La désinformation à propos de l’Afrique s’est démultipliée depuis le retour à la Maison Blanche de Donald Trump, y compris sur le continent. Les chercheurs observent un « changement radical » dans les médias en ligne, poussé par l’agitation géopolitique et la méfiance. Quelques exemples dans trois grands pays d’Afrique ces dernières semaines, dont certains démêlés par AFP Fact Check.
En Afrique du Sud, le prétendu « génocide blanc »
L’Afrique du Sud a été critiquée par la nouvelle administration américaine sur une série de sujets, notamment la promulgation récente d’une loi sur l’expropriation. « L’Afrique du Sud confisque des terres et traite certaines classes de personnes TRÈS MAL », a attaqué Donald Trump sur les réseaux sociaux en février. Mais de l’avis des experts et analystes, aucune terre n’a été confisquée et la loi précise que le gouvernement doit payer une compensation « équitable » pour toute expropriation.
L’offre de Washington de fournir un « refuge sûr » aux Afrikaners, descendants des premiers colons européens en Afrique du Sud, a ensuite ressuscité le mythe du « génocide blanc », que Donald Trump avait repris dès son premier mandat en évoquant des « meurtres à grande échelle de fermiers ».
Des publications virales sur les réseaux sociaux ont faussement affirmé que 60 agriculteurs blancs étaient tués chaque jour. D’autres ont assuré que plus de 4 000 avaient été assassinés ces six dernières années. Mais les chiffres des groupes de défense des intérêts des fermiers comme des Afrikaners font état d’environ 50 personnes de toutes catégories raciales tuées chaque année dans des fermes. Près de 3 000 individus ont été tués dans des exploitations agricoles entre 1994 et 2024, a par exemple dénombré l’Union agricole du Transvaal. Parmi les plus de 19 000 meurtres commis dans le pays entre janvier et septembre 2024, la plupart des victimes étaient des jeunes hommes noirs dans les zones urbaines, selon la police.

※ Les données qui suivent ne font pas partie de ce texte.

//! Error types for SmartGrid

use serde::{Deserialize, Serialize};
use std::collections::BTreeMap;
use std::fmt;
use thiserror::Error;

/// Core error type for SmartGrid operations
#[derive(Error, Debug)]
pub enum GridError {
    #[error("Persistence error: {0}")]
    Persistence(String),

    #[error("Storage error: {0}")]
    Storage(String),

    #[error("Option fetch failed: {0}")]
    Fetch(String),

    #[error("Row mutation failed: {0}")]
    Mutation(String),

    #[error("Validation failed: {0}")]
    Validation(ValidationErrors),

    #[error("Invalid value: {0}")]
    InvalidValue(String),

    #[error("Column is not editable: {0}")]
    NotEditable(String),

    #[error("Not found: {0}")]
    NotFound(String),

    #[error("Action already in progress: {0}")]
    Busy(String),

    #[error("IO error: {0}")]
    Io(#[from] std::io::Error),

    #[error("Serialization error: {0}")]
    Serialization(#[from] serde_json::Error),

    #[error("{0}")]
    Other(String),
}

impl From<anyhow::Error> for GridError {
    fn from(err: anyhow::Error) -> Self {
        GridError::Storage(format!("{:#}", err))
    }
}

/// Result type alias for SmartGrid operations
pub type GridResult<T> = std::result::Result<T, GridError>;

/// Field -> message map produced by validation. Empty means valid.
#[derive(Debug, Clone, Default, PartialEq, Eq, Serialize, Deserialize)]
#[serde(transparent)]
pub struct ValidationErrors(BTreeMap<String, String>);

impl ValidationErrors {
    pub fn new() -> Self {
        Self::default()
    }

    /// Record a message for a field. The first message for a field wins.
    pub fn insert(&mut self, field: impl Into<String>, message: impl Into<String>) {
        self.0.entry(field.into()).or_insert_with(|| message.into());
    }

    pub fn get(&self, field: &str) -> Option<&str> {
        self.0.get(field).map(|s| s.as_str())
    }

    pub fn contains(&self, field: &str) -> bool {
        self.0.contains_key(field)
    }

    pub fn is_empty(&self) -> bool {
        self.0.is_empty()
    }

    pub fn len(&self) -> usize {
        self.0.len()
    }

    pub fn iter(&self) -> impl Iterator<Item = (&str, &str)> {
        self.0.iter().map(|(k, v)| (k.as_str(), v.as_str()))
    }

    pub fn merge(&mut self, other: ValidationErrors) {
        for (field, message) in other.0 {
            self.insert(field, message);
        }
    }

    /// `Ok(())` when empty, otherwise a `GridError::Validation`
    pub fn into_result(self) -> GridResult<()> {
        if self.is_empty() {
            Ok(())
        } else {
            Err(GridError::Validation(self))
        }
    }
}

impl FromIterator<(String, String)> for ValidationErrors {
    fn from_iter<I: IntoIterator<Item = (String, String)>>(iter: I) -> Self {
        let mut errors = Self::new();
        for (field, message) in iter {
            errors.insert(field, message);
        }
        errors
    }
}

impl fmt::Display for ValidationErrors {
    fn fmt(&self, f: &mut fmt::Formatter<'_>) -> fmt::Result {
        let parts: Vec<String> = self
            .0
            .iter()
            .map(|(field, message)| format!("{}: {}", field, message))
            .collect();
        write!(f, "{}", parts.join("; "))
    }
}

Les remarques de Trump sont « irresponsables », estime l’analyste politique sud-africain Gideon Chitanga, rappelant que la propriété des terres est un sujet de tensions historique. « Ce type de propagande peut en fait inciter les Noirs à s’en prendre aux Blancs, ou bien faire enrager les Blancs », explique-t-il. « Trump alimente des stéréotypes existants et les gens ne s’intéressent pas forcément à la vérité tant qu’elle correspond à leurs attentes politiques », explique Trust Matsilele, maître de conférences en journalisme à l’université de Birmingham City.
Au Nigeria, des vidéos générées par l’IA
Au Nigeria, le mouvement indépendantiste des Peuples indigènes du Biafra (IPOB), dont les partisans produisent du contenu généré par l’intelligence artificielle (IA) pour doper leur campagne, a prétendu avoir le soutien de Donald Trump. Une vidéo manipulée montrait le président américain exprimant son soutien à ce groupe, dont le fondateur est poursuivi pour trahison. D’autres publications relayaient une vidéo générée par l’IA qui prétendait montrer le président finlandais, Alexander Stubb, promettant aussi son soutien.
Lanre Olagunju, fact-checkeur et rédacteur en chef de CheckClimate Africa, estime que l’influence de Donald Trump « se répand dans le discours politique et encourage les dirigeants qui utilisent la désinformation comme outil de contrôle ». D’autres critiques du gouvernement ont profité des larges coupes dans l’aide étrangère de la nouvelle administration pour publier des messages amplifiant le taux de VIH/sida au Nigeria.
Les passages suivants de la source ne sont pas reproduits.